Danseuses de Delphes / épilogue démarre en ton par ton, improvisation sur les premières notes du morceau de Debussy. Rythmes brisés, longue mélodie, portée par le soprano qui se fait lyrique, divagation à coup sûr, retour de la rythmique puissante, un swing à faire pâlir le meilleur des orchestres, une pointe d’overdrive et de delay sur la guitare comme une cerise sur le gâteau, guitare qui surfe sur la crête harmonique, jusqu’à l’envolée du piano (Etienne Déconfin) jusque-là retenu, profitant du jeu au fond du temps pour déborder.
Split Feelings, se reprendre sur un trois temps, mélodie qui persiste, insiste, éclatante, écume et reflets. La guitare est toujours aussi pertinente dans sa recherche sur le son. Improviser c’est se frayer un chemin. Chacun s’engouffre. Pour un même voyage, le mélomane y compris. Le piano qui n’est pas en reste se fait “hancockien”. Et puis la contrebasse qui vibre, ample, mémorial vivant à la gloire du jazz et de son histoire.

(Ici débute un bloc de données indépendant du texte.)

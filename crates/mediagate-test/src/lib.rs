//! Helpers for testing the gateway and its services.
//!
//! When writing tests, keep the following points in mind:
//!
//!  - In every test, call [`setup`]. This will set up the logger so that all
//!    console output is captured by the test runner.
//!
//!  - When using [`tempdir`], make sure that the handle to the temp directory
//!    is held for the entire lifetime of the test. When dropped too early,
//!    the directory is silently deleted under the code being tested. To
//!    avoid this, assign it to a variable in the test function
//!    (e.g. `let _cache_dir = mediagate_test::tempdir()`).
//!
//!  - When using [`FakeDrive`], make sure that the server is held until all
//!    requests to it have been made, e.g. `let drive = FakeDrive::spawn(..)`.

use std::collections::HashMap;
use std::net::SocketAddr;
use std::sync::{Arc, Mutex};

use axum::Router;
use axum::extract::{Json, Path, Query, State};
use axum::http::StatusCode;
use axum::response::IntoResponse;
use axum::routing::{get, post};
use serde::Deserialize;
use serde_json::json;
use tracing_subscriber::filter::EnvFilter;
use tracing_subscriber::fmt::fmt;
use url::Url;

use mediagate_sources::{CloudDriveSourceConfig, SourceConfig, SourceId};

pub use tempfile::TempDir;

/// Username the fake drive accepts.
pub const DRIVE_USERNAME: &str = "gatekeeper";
/// Password the fake drive accepts.
pub const DRIVE_PASSWORD: &str = "hunter2";
/// The folder the fake drive serves files from.
pub const DRIVE_FOLDER: &str = "media";

const DRIVE_TOKEN: &str = "test-session-token";
const DRIVE_FOLDER_ID: u64 = 7;

/// Setup the test environment.
///
///  - Initializes logs: The logger only captures logs from mediagate crates
///    and mutes all other logs.
pub fn setup() {
    fmt()
        .with_env_filter(EnvFilter::new("mediagate_service=trace,mediagate=trace"))
        .with_target(false)
        .pretty()
        .with_test_writer()
        .try_init()
        .ok();
}

/// Creates a temporary directory.
///
/// The directory is deleted when the [`TempDir`] instance is dropped. Use it
/// as a guard to automatically clean up after tests.
pub fn tempdir() -> TempDir {
    TempDir::new().unwrap()
}

/// Counters describing the fake drive's observed traffic.
#[derive(Debug, Default, Clone, Copy)]
pub struct DriveStats {
    /// Successful login handshakes.
    pub logins: usize,
    /// Logout calls, successful or not.
    pub logouts: usize,
    /// File content downloads served.
    pub fetches: usize,
}

#[derive(Clone)]
struct DriveState {
    files: Arc<HashMap<String, Vec<u8>>>,
    stats: Arc<Mutex<DriveStats>>,
}

#[derive(Deserialize)]
struct LoginBody {
    username: String,
    password: String,
}

#[derive(Deserialize)]
struct FolderQuery {
    name: String,
}

async fn login(State(state): State<DriveState>, Json(body): Json<LoginBody>) -> impl IntoResponse {
    if body.username == DRIVE_USERNAME && body.password == DRIVE_PASSWORD {
        state.stats.lock().unwrap().logins += 1;
        Json(json!({ "auth": DRIVE_TOKEN })).into_response()
    } else {
        StatusCode::UNAUTHORIZED.into_response()
    }
}

async fn logout(State(state): State<DriveState>) -> impl IntoResponse {
    state.stats.lock().unwrap().logouts += 1;
    Json(json!({ "ok": true }))
}

async fn lookup_folder(
    State(_state): State<DriveState>,
    Query(query): Query<FolderQuery>,
) -> impl IntoResponse {
    if query.name == DRIVE_FOLDER {
        Json(json!({ "folderid": DRIVE_FOLDER_ID })).into_response()
    } else {
        StatusCode::NOT_FOUND.into_response()
    }
}

async fn fetch_file(
    State(state): State<DriveState>,
    Path((folder_id, name)): Path<(u64, String)>,
) -> impl IntoResponse {
    if folder_id != DRIVE_FOLDER_ID {
        return StatusCode::NOT_FOUND.into_response();
    }
    match state.files.get(&name) {
        Some(bytes) => {
            state.stats.lock().unwrap().fetches += 1;
            bytes.clone().into_response()
        }
        None => StatusCode::NOT_FOUND.into_response(),
    }
}

/// An in-process cloud-drive lookalike.
///
/// Speaks the session/folder/file protocol the cloud-drive downloader
/// expects and records traffic counters for assertions.
pub struct FakeDrive {
    addr: SocketAddr,
    stats: Arc<Mutex<DriveStats>>,
}

impl FakeDrive {
    /// Spawns the drive on an ephemeral port, serving the given files.
    pub async fn spawn(files: Vec<(&str, Vec<u8>)>) -> Self {
        let state = DriveState {
            files: Arc::new(
                files
                    .into_iter()
                    .map(|(name, bytes)| (name.to_owned(), bytes))
                    .collect(),
            ),
            stats: Arc::default(),
        };
        let stats = state.stats.clone();

        let app = Router::new()
            .route("/login", post(login))
            .route("/logout", post(logout))
            .route("/folders", get(lookup_folder))
            .route("/folders/:folder_id/files/:name", get(fetch_file))
            .with_state(state);

        let listener = tokio::net::TcpListener::bind("127.0.0.1:0").await.unwrap();
        let addr = listener.local_addr().unwrap();
        tokio::spawn(async move {
            axum::serve(listener, app).await.unwrap();
        });

        Self { addr, stats }
    }

    /// The drive's base URL.
    pub fn url(&self) -> Url {
        format!("http://{}", self.addr).parse().unwrap()
    }

    /// A source config pointing at this drive with valid credentials.
    pub fn source_config(&self, id: &str) -> Arc<CloudDriveSourceConfig> {
        Arc::new(CloudDriveSourceConfig {
            id: SourceId::new(id),
            base_url: self.url(),
            username: DRIVE_USERNAME.to_owned(),
            password: DRIVE_PASSWORD.to_owned(),
            folder: DRIVE_FOLDER.to_owned(),
        })
    }

    /// A [`SourceConfig`] variant for use in a gateway config.
    pub fn source(&self, id: &str) -> SourceConfig {
        SourceConfig::CloudDrive(self.source_config(id))
    }

    /// A snapshot of the traffic counters.
    pub fn stats(&self) -> DriveStats {
        *self.stats.lock().unwrap()
    }
}
use std::path::PathBuf;

use serde::{Deserialize, Serialize};

use crate::SourceId;

/// Configuration for a subprocess source.
///
/// Fetches are delegated to an external command which is invoked as
/// `<command> <args>... <key> <destination>` and signals the outcome through
/// its exit status. Exit code 44 means the object does not exist; any other
/// non-zero exit is treated as a failed download.
#[derive(Clone, Debug, Deserialize, Serialize)]
pub struct SubprocessSourceConfig {
    /// Unique source identifier.
    pub id: SourceId,

    /// The fetch command binary.
    pub command: PathBuf,

    /// Fixed arguments placed before the key and destination.
    #[serde(default)]
    pub args: Vec<String>,

    /// Working directory for the fetch command.
    #[serde(default)]
    pub working_dir: Option<PathBuf>,
}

Vient ensuite étude IV, qui prend le temps de la résonance, belle connivence entre contrebasse et saxophone. Les deux se parlent comme deux vieux amis. Confidences avant l’éveil des sens et l’entrée des autres instruments. Long déploiement du morceau le plus impressionniste de l’album. Il faut beaucoup d’écoute et bien se connaitre pour jouer cette musique de l’instant, spontanée, faite de détours, de rebondissements. Qui prend l’initiative, le choix d’une direction ? Assurément le saxophone, majeur, éblouissant. Retour en force du power quintet, on est là proche de l’énergie du rock.
Fire, morceau hendrixien, porte bien son nom. Ça groove à souhait. Le groupe est à plein régime. Les flux circulent. Tous les improvisateurs sont dans leur élément. Et la rythmique fait à chaque fois son boulot inspirant. Le pianiste juché sur son Fender Rhodes est bluffant. Le guitariste emprunte des voies nouvelles. Un morceau joyeux d’une grande efficacité.
Plus classique, Cold P, est magnifiquement arrangé. Là encore, le swing fait décoller. Batterie et contrebasse s’entendent comme larrons en foire. Augmenté du piano, on est proche de l’art du trio façon Mehldau. Inventivité de la guitare pour terminer. Grande équilibre du tout.
I know the one. Plusieurs chants se superposent, profusion des rythmes, les musiciens agissent comme un. Navire qui tangue. Le piano remet de la sérénité. Il décline un lamento aux accents de On green Dolphin street. Belle prouesse en solitaire. Place au soprano qui ponctue, embarque jusqu’au point de conclusion.
Dance cadaverous ce titre de Wayne Shorter a-t-il inspiré le morceau ou réciproquement ? Le thème un peu sombre, ici réécrit en 5/4, est rehaussé de beaux solos très inspirés.
Sébastien Joulie a écrit la plupart des titres de l’album et travaillé à la réinterprétation des morceaux des trois maîtres. On pourrait penser que l’artiste fait le grand écart tant tout éloigne, en premier, Debussy et Hendrix, et puis ces différents styles et la musique du groupe. Que nenni, le disque m’apparaît à chaque écoute comme structuré par une grande unité de ton, d’énergie et d’inventivité. Le quintet a du ressort, de l’audace, une grande maîtrise de son art et cette capacité à surprendre en improvisation. L’énergie circule, décuplée par la symbiose naturelle entre les musiciens. Il me tarde de les entendre en direct, de retrouver ce son et ce toucher de guitare qui m’électrisent, et de capter cette énergie. Comme un grand bol d’air frais sur le jazz.